Here is what an example of what the candlestick plot looks like.


Image for post
Figure 7: Netflix candlestick chart

Again, candlestick charts are packed dense with information, so there are many traders who build trading strategies around them. I discuss them a little more in my other post here.

同样,烛台图上挤满了信息,因此有许多交易者围绕它们建立交易策略。 我在这里的其他文章中对它们进行了更多讨论。

风险与收益分析 (Risk and Returns Analysis)

To make well-informed trades, it is important to understand the risk and returns of each stock. First, let’s create a new dataframe to store the daily percent changes in closing prices. I call this the ‘returns’ dataframe.

为了进行明智的交易,了解每只股票的风险和回报很重要。 首先,让我们创建一个新的数据框来存储收盘价的每日百分比变化。 我称其为“返回”数据框。

# Create a new df called returns that calculates the return after each day.
returns = pd.DataFrame()# We can use pandas pct_change() method on the 'Adj Close' column to create a column representing this return value.
for ticker in tickers:
Image for post
Figure 8: Tail of the returns dataframe to look at daily returns

Using the dataframe in Figure 8, we can now see how much gain/loss a stock experienced day by day. However, it’s difficult to see the big picture when looking at all these numbers.

使用图8中的数据框,我们现在可以看到股票每天经历了多少损益。 但是,在查看所有这些数字时很难看到全局。

Let’s summarize the data and look at the average daily returns. We can do this simply by using the .mean() function.

让我们汇总数据并查看平均每日收益。 我们可以简单地通过使用.mean()函数来做到这一点。

Image for post
Figure 9. Average daily returns for each company

In Figure 9, we are looking at the average returns over ~2.5 years. In other words, if you invested in Facebook (FB) 2.5 years ago, you can expect the value of your investments to have grown 0.08% each day.

在图9中,我们查看了〜2.5年的平均回报。 换句话说,如果您在2.5年前投资了Facebook(FB),则可以预期投资价值每天增长0.08%。

I encourage you to play with the returns data as it is quite informational. Some examples of things to look at include best and worst single day returns, which I show in this blog.

我鼓励您使用退货数据,因为它具有参考价值。 我要在此博客中展示的一些例子包括最佳和最差的单日收益。
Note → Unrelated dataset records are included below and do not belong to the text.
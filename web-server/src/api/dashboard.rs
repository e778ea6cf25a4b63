// web-server/src/api/dashboard.rs
use std::sync::Arc;

use actix_web::{get, http::header, put, web, HttpRequest, HttpResponse};
use common::dashboard::{Tone, UsagePoller};
use common::models::{UsageStats, UsageSummary};
use common::Config;
use dashmap::DashMap;
use futures::stream;
use serde::{Deserialize, Serialize};

use super::backend_for;
use crate::error::ApiError;
use crate::identity::{authenticate, IdentityProvider};

/// Reply tone picked on the dashboard, per user. Held in memory only and
/// never forwarded to the backend.
#[derive(Default)]
pub struct TonePreferences {
    tones: DashMap<String, Tone>,
}

impl TonePreferences {
    pub fn new() -> Self {
        Self::default()
    }

    pub fn get(&self, user_id: &str) -> Tone {
        self.tones.get(user_id).map(|t| *t).unwrap_or_default()
    }

    pub fn set(&self, user_id: &str, tone: Tone) {
        self.tones.insert(user_id.to_string(), tone);
    }
}

#[derive(Serialize, Deserialize)]
pub struct ToneBody {
    pub tone: String,
}

#[derive(Serialize)]
struct ToneResponse {
    tone: Tone,
}

#[get("/dashboard/usage")]
pub async fn usage(
    req: HttpRequest,
    identity: web::Data<dyn IdentityProvider>,
    http: web::Data<reqwest::Client>,
    config: web::Data<Config>,
) -> Result<HttpResponse, ApiError> {
    let backend = backend_for(&req, &identity, &http, &config).await?;
    let stats = backend.usage().await?;
    Ok(HttpResponse::Ok().json(UsageSummary::from(stats)))
}

/// Server-sent events carrying a usage summary each time the poller
/// publishes one. The poller lives as long as the response stream, so it
/// stops when the page goes away.
#[get("/dashboard/usage/stream")]
pub async fn usage_stream(
    req: HttpRequest,
    identity: web::Data<dyn IdentityProvider>,
    http: web::Data<reqwest::Client>,
    config: web::Data<Config>,
) -> Result<HttpResponse, ApiError> {
    let backend = backend_for(&req, &identity, &http, &config).await?;
    let poller = UsagePoller::spawn(Arc::new(backend), config.dashboard.usage_poll_interval());

    let events = stream::unfold(poller, |mut poller| async move {
        let stats = poller.next_snapshot().await?;
        Some((usage_event(stats), poller))
    });

    Ok(HttpResponse::Ok()
        .insert_header((header::CACHE_CONTROL, "no-cache"))
        .content_type("text/event-stream")
        .streaming(events))
}

fn usage_event(stats: UsageStats) -> Result<web::Bytes, serde_json::Error> {
    let json = serde_json::to_string(&UsageSummary::from(stats))?;
    Ok(web::Bytes::from(format!("data: {}\n\n", json)))
}

#[get("/dashboard/tone")]
pub async fn get_tone(
    req: HttpRequest,
    identity: web::Data<dyn IdentityProvider>,
    tones: web::Data<TonePreferences>,
) -> Result<HttpResponse, ApiError> {
    let session = authenticate(&req, identity.get_ref()).await?;
    Ok(HttpResponse::Ok().json(ToneResponse {
        tone: tones.get(&session.user_id),
    }))
}

#[put("/dashboard/tone")]
pub async fn set_tone(
    req: HttpRequest,
    body: web::Json<ToneBody>,
    identity: web::Data<dyn IdentityProvider>,
    tones: web::Data<TonePreferences>,
) -> Result<HttpResponse, ApiError> {
    let session = authenticate(&req, identity.get_ref()).await?;
    let tone: Tone = body.tone.parse()?;
    tones.set(&session.user_id, tone);
    Ok(HttpResponse::Ok().json(ToneResponse { tone }))
}
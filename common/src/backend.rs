// common/src/backend.rs
use async_trait::async_trait;
use reqwest::{header, multipart, Client, Method, RequestBuilder, Response};
use serde::de::DeserializeOwned;
use serde::Serialize;
use serde_json::Value;

use crate::error::AppError;
use crate::models::{
    CompanyStats, Document, DocumentEnvelope, DocumentList, EnsureCompanyRequest,
    EnsureCompanyResponse, ErrorBody, TokenResponse, UploadFile, UploadUrlRequest, UsageStats,
    VoiceSettings, VoiceSettingsEnvelope, VoiceSettingsUpdate,
};

/// Something that can produce a bearer token for the current user
#[async_trait]
pub trait TokenSource: Send + Sync {
    async fn bearer_token(&self) -> Result<String, AppError>;
}

/// Fetches tokens from the site's `GET /api/token` route
pub struct HttpTokenSource {
    http: Client,
    token_url: String,
    session_cookie: Option<String>,
}

impl HttpTokenSource {
    /// `session_cookie` is sent verbatim as the `Cookie` header
    pub fn new(http: Client, site_url: &str, session_cookie: Option<String>) -> Self {
        Self {
            http,
            token_url: format!("{}/api/token", site_url.trim_end_matches('/')),
            session_cookie,
        }
    }

    pub async fn fetch(&self) -> Result<TokenResponse, AppError> {
        let mut request = self.http.get(&self.token_url);
        if let Some(cookie) = &self.session_cookie {
            request = request.header(header::COOKIE, cookie);
        }

        let response = request.send().await?;
        match response.status() {
            status if status.is_success() => Ok(response.json::<TokenResponse>().await?),
            reqwest::StatusCode::UNAUTHORIZED => Err(AppError::Unauthenticated),
            status => {
                tracing::warn!("Token endpoint answered {}", status);
                Err(AppError::TokenUnavailable)
            }
        }
    }
}

#[async_trait]
impl TokenSource for HttpTokenSource {
    async fn bearer_token(&self) -> Result<String, AppError> {
        Ok(self.fetch().await?.token)
    }
}

/// Client for the external RAG backend.
///
/// Every call asks the token source for a fresh token and makes exactly one
/// round trip. Non-2xx answers become `BackendRequestFailed` carrying the
/// backend's `error` field, or the per-call fallback message.
pub struct BackendClient<S> {
    http: Client,
    base_url: String,
    tokens: S,
}

impl<S: TokenSource> BackendClient<S> {
    pub fn new(http: Client, base_url: &str, tokens: S) -> Self {
        Self {
            http,
            base_url: base_url.trim_end_matches('/').to_string(),
            tokens,
        }
    }

    pub fn base_url(&self) -> &str {
        &self.base_url
    }

    /// Create the caller's company unless it already exists
    pub async fn ensure_company(&self, name: Option<String>) -> Result<EnsureCompanyResponse, AppError> {
        let body = EnsureCompanyRequest { name };
        let response = self
            .send_json(Method::POST, "/company/ensure", &body, "Failed to ensure company")
            .await?;
        Ok(response.json().await?)
    }

    pub async fn company_status(&self, company_id: &str) -> Result<CompanyStats, AppError> {
        self.get_json(&format!("/company/{}/status", company_id), "Failed to fetch company status")
            .await
    }

    pub async fn documents(&self, company_id: &str) -> Result<Vec<Document>, AppError> {
        let list: DocumentList = self
            .get_json(&format!("/company/{}/documents", company_id), "Failed to fetch documents")
            .await?;
        Ok(list.documents)
    }

    pub async fn document(&self, company_id: &str, document_id: &str) -> Result<Document, AppError> {
        let envelope: DocumentEnvelope = self
            .get_json(
                &format!("/company/{}/documents/{}", company_id, document_id),
                "Failed to fetch document",
            )
            .await?;
        Ok(envelope.document)
    }

    /// Multipart upload under the `file` field. No validation happens here.
    pub async fn upload_document(&self, company_id: &str, file: UploadFile) -> Result<Value, AppError> {
        let mime = mime_guess::from_path(&file.file_name).first_or_octet_stream();
        let part = multipart::Part::bytes(file.bytes)
            .file_name(file.file_name)
            .mime_str(mime.as_ref())?;
        let form = multipart::Form::new().part("file", part);

        let request = self
            .request(Method::POST, &format!("/company/{}/upload", company_id))
            .await?
            .multipart(form);
        let response = check(request.send().await?, "Failed to upload document").await?;
        Ok(response.json().await?)
    }

    pub async fn upload_url(&self, company_id: &str, url: &str) -> Result<Value, AppError> {
        let body = UploadUrlRequest { url: url.to_string() };
        let response = self
            .send_json(
                Method::POST,
                &format!("/company/{}/upload-url", company_id),
                &body,
                "Failed to upload URL",
            )
            .await?;
        Ok(response.json().await?)
    }

    pub async fn delete_document(&self, company_id: &str, document_id: &str) -> Result<(), AppError> {
        let request = self
            .request(
                Method::DELETE,
                &format!("/company/{}/documents/{}", company_id, document_id),
            )
            .await?;
        check(request.send().await?, "Failed to delete document").await?;
        Ok(())
    }

    pub async fn voice_settings(&self, company_id: &str) -> Result<Option<VoiceSettings>, AppError> {
        let envelope: VoiceSettingsEnvelope = self
            .get_json(&format!("/company/{}/settings", company_id), "Failed to fetch voice settings")
            .await?;
        Ok(envelope.voice_settings)
    }

    pub async fn update_voice_settings(
        &self,
        company_id: &str,
        update: &VoiceSettingsUpdate,
    ) -> Result<Option<VoiceSettings>, AppError> {
        let response = self
            .send_json(
                Method::PUT,
                &format!("/company/{}/settings", company_id),
                update,
                "Failed to update voice settings",
            )
            .await?;
        let envelope: VoiceSettingsEnvelope = response.json().await?;
        Ok(envelope.voice_settings)
    }

    pub async fn usage(&self) -> Result<UsageStats, AppError> {
        self.get_json("/usage", "Failed to fetch usage").await
    }

    async fn request(&self, method: Method, path: &str) -> Result<RequestBuilder, AppError> {
        let token = self.tokens.bearer_token().await?;
        let url = format!("{}{}", self.base_url, path);
        tracing::debug!("{} {}", method, url);
        Ok(self.http.request(method, url).bearer_auth(token))
    }

    async fn get_json<T: DeserializeOwned>(&self, path: &str, fallback: &str) -> Result<T, AppError> {
        let request = self.request(Method::GET, path).await?;
        let response = check(request.send().await?, fallback).await?;
        Ok(response.json().await?)
    }

    async fn send_json<B: Serialize + ?Sized>(
        &self,
        method: Method,
        path: &str,
        body: &B,
        fallback: &str,
    ) -> Result<Response, AppError> {
        // `.json()` sets Content-Type: application/json
        let request = self.request(method, path).await?.json(body);
        check(request.send().await?, fallback).await
    }
}

/// Pass 2xx through, turn anything else into `BackendRequestFailed`
async fn check(response: Response, fallback: &str) -> Result<Response, AppError> {
    let status = response.status();
    if status.is_success() {
        return Ok(response);
    }

    let message = response
        .json::<ErrorBody>()
        .await
        .ok()
        .map(|body| body.error)
        .filter(|e| !e.is_empty())
        .unwrap_or_else(|| fallback.to_string());

    tracing::warn!("Backend answered {}: {}", status, message);
    Err(AppError::backend(Some(status.as_u16()), message))
}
Next, let’s take a look at risks. One of the fundamental methods of understanding risk of each stock is through standard deviations on the rate of returns. Let’s calculate the standard deviations of the returns using the code below in Figure 10.

接下来,让我们看一下风险。 了解每种股票风险的基本方法之一是通过回报率的标准偏差。 让我们使用下面图10中的代码来计算收益率的标准差。

Image for post
Figure 10. Standard deviations of returns df

We can break down the standard deviation information using a distribution plot.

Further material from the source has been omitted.